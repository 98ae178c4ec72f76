//! Core application infrastructure

pub(crate) mod banner;
pub mod cli;
pub mod config;
pub mod constants;
pub mod convert;
pub mod shutdown;

pub use crate::app::CoreApp;
pub use cli::{CliConfig, Commands};
pub use config::{AppConfig, LimitsConfig, ServerConfig};
pub use shutdown::ShutdownService;
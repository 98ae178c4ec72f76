//! HTTP middleware (CORS, 404 handler)

use axum::body::to_bytes;
use axum::extract::Request;
use axum::http::{HeaderValue, Method, header};
use axum::response::IntoResponse;
use tower_http::cors::{AllowOrigin, CorsLayer};

use super::types::ApiError;
use crate::core::config::is_all_interfaces;

/// Origins an editor may call the API from
#[derive(Debug, Clone)]
pub struct AllowedOrigins {
    origins: Vec<String>,
}

impl AllowedOrigins {
    /// Create allowed origins from host and port configuration
    ///
    /// Covers the server itself and an editor dev server on `port + 1`.
    pub fn new(host: &str, port: u16) -> Self {
        let mut origins = Vec::new();
        let dev_port = port.saturating_add(1);
        let is_all = is_all_interfaces(host);

        let base_hosts: Vec<&str> = if is_all || host == "127.0.0.1" || host == "localhost" {
            vec!["localhost", "127.0.0.1"]
        } else {
            vec![host]
        };

        for h in &base_hosts {
            origins.push(format!("http://{}:{}", h, port));
            origins.push(format!("http://{}:{}", h, dev_port));
            origins.push(format!("http://{}", h));
        }

        // Allow LAN IPs when binding to all interfaces
        if is_all && let Ok(interfaces) = local_ip_address::list_afinet_netifas() {
            for (_, ip) in interfaces
                .iter()
                .filter(|(_, ip)| ip.is_ipv4() && !ip.is_loopback())
            {
                origins.push(format!("http://{}:{}", ip, port));
                origins.push(format!("http://{}:{}", ip, dev_port));
            }
        }

        tracing::trace!(origins = ?origins, "Allowed CORS origins");
        Self { origins }
    }

    /// Check if an origin is allowed
    pub fn is_allowed(&self, origin: &str) -> bool {
        self.origins.iter().any(|o| o == origin)
    }

    /// Get origins as HeaderValues for CORS
    fn as_header_values(&self) -> Vec<HeaderValue> {
        self.origins.iter().filter_map(|o| o.parse().ok()).collect()
    }
}

/// Create CORS layer
pub fn cors(allowed: &AllowedOrigins) -> CorsLayer {
    CorsLayer::new()
        .allow_origin(AllowOrigin::list(allowed.as_header_values()))
        .allow_methods([Method::GET, Method::POST, Method::OPTIONS])
        .allow_headers([header::CONTENT_TYPE, header::ACCEPT, header::ORIGIN])
}

const MAX_404_BODY_LOG: usize = 64 * 1024; // 64KB limit for logging

/// Handle 404 Not Found with logging
pub async fn handle_404(req: Request) -> impl IntoResponse {
    let not_found = || ApiError::not_found("NOT_FOUND", "No such endpoint");

    if !tracing::enabled!(tracing::Level::DEBUG) {
        return not_found();
    }

    let method = req.method().clone();
    let uri = req.uri().clone();

    let body_bytes = match to_bytes(req.into_body(), MAX_404_BODY_LOG).await {
        Ok(bytes) => bytes,
        Err(_) => {
            tracing::debug!("[404] {} {} (failed to read body)", method, uri);
            return not_found();
        }
    };

    let body_value = if body_bytes.is_empty() {
        serde_json::Value::Null
    } else {
        serde_json::from_slice(&body_bytes).unwrap_or_else(|_| {
            serde_json::Value::String(String::from_utf8_lossy(&body_bytes).into_owned())
        })
    };

    let log_entry = serde_json::json!({
        "status": 404,
        "method": method.to_string(),
        "url": uri.to_string(),
        "body": body_value,
    });

    if let Ok(pretty) = serde_json::to_string_pretty(&log_entry) {
        tracing::debug!("[404]\n{}", pretty);
    }

    not_found()
}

◇ ◇ ◇ ◇ ◇ ◇ ◇

Task to complete -
Everything from the first line of the entries above through the line with "HeaderValues for CORS" is to be reproduced exactly, and nothing else.

Solution to this task -
repository 98ae178c4ec72f76
//! Core application infrastructure

pub(crate) mod banner;
pub mod cli;
pub mod config;
pub mod constants;
pub mod convert;
pub mod shutdown;

pub use crate::app::CoreApp;
pub use cli::{CliConfig, Commands};
pub use config::{AppConfig, LimitsConfig, ServerConfig};
pub use shutdown::ShutdownService;
repository 98ae178c4ec72f76
//! HTTP middleware (CORS, 404 handler)

use axum::body::to_bytes;
use axum::extract::Request;
use axum::http::{HeaderValue, Method, header};
use axum::response::IntoResponse;
use tower_http::cors::{AllowOrigin, CorsLayer};

use super::types::ApiError;
use crate::core::config::is_all_interfaces;

/// Origins an editor may call the API from
#[derive(Debug, Clone)]
pub struct AllowedOrigins {
    origins: Vec<String>,
}

impl AllowedOrigins {
    /// Create allowed origins from host and port configuration
    ///
    /// Covers the server itself and an editor dev server on `port + 1`.
    pub fn new(host: &str, port: u16) -> Self {
        let mut origins = Vec::new();
        let dev_port = port.saturating_add(1);
        let is_all = is_all_interfaces(host);

        let base_hosts: Vec<&str> = if is_all || host == "127.0.0.1" || host == "localhost" {
            vec!["localhost", "127.0.0.1"]
        } else {
            vec![host]
        };

        for h in &base_hosts {
            origins.push(format!("http://{}:{}", h, port));
            origins.push(format!("http://{}:{}", h, dev_port));
            origins.push(format!("http://{}", h));
        }

        // Allow LAN IPs when binding to all interfaces
        if is_all && let Ok(interfaces) = local_ip_address::list_afinet_netifas() {
            for (_, ip) in interfaces
                .iter()
                .filter(|(_, ip)| ip.is_ipv4() && !ip.is_loopback())
            {
                origins.push(format!("http://{}:{}", ip, port));
                origins.push(format!("http://{}:{}", ip, dev_port));
            }
        }

        tracing::trace!(origins = ?origins, "Allowed CORS origins");
        Self { origins }
    }

    /// Check if an origin is allowed
    pub fn is_allowed(&self, origin: &str) -> bool {
        self.origins.iter().any(|o| o == origin)
    }

    /// Get origins as HeaderValues for CORS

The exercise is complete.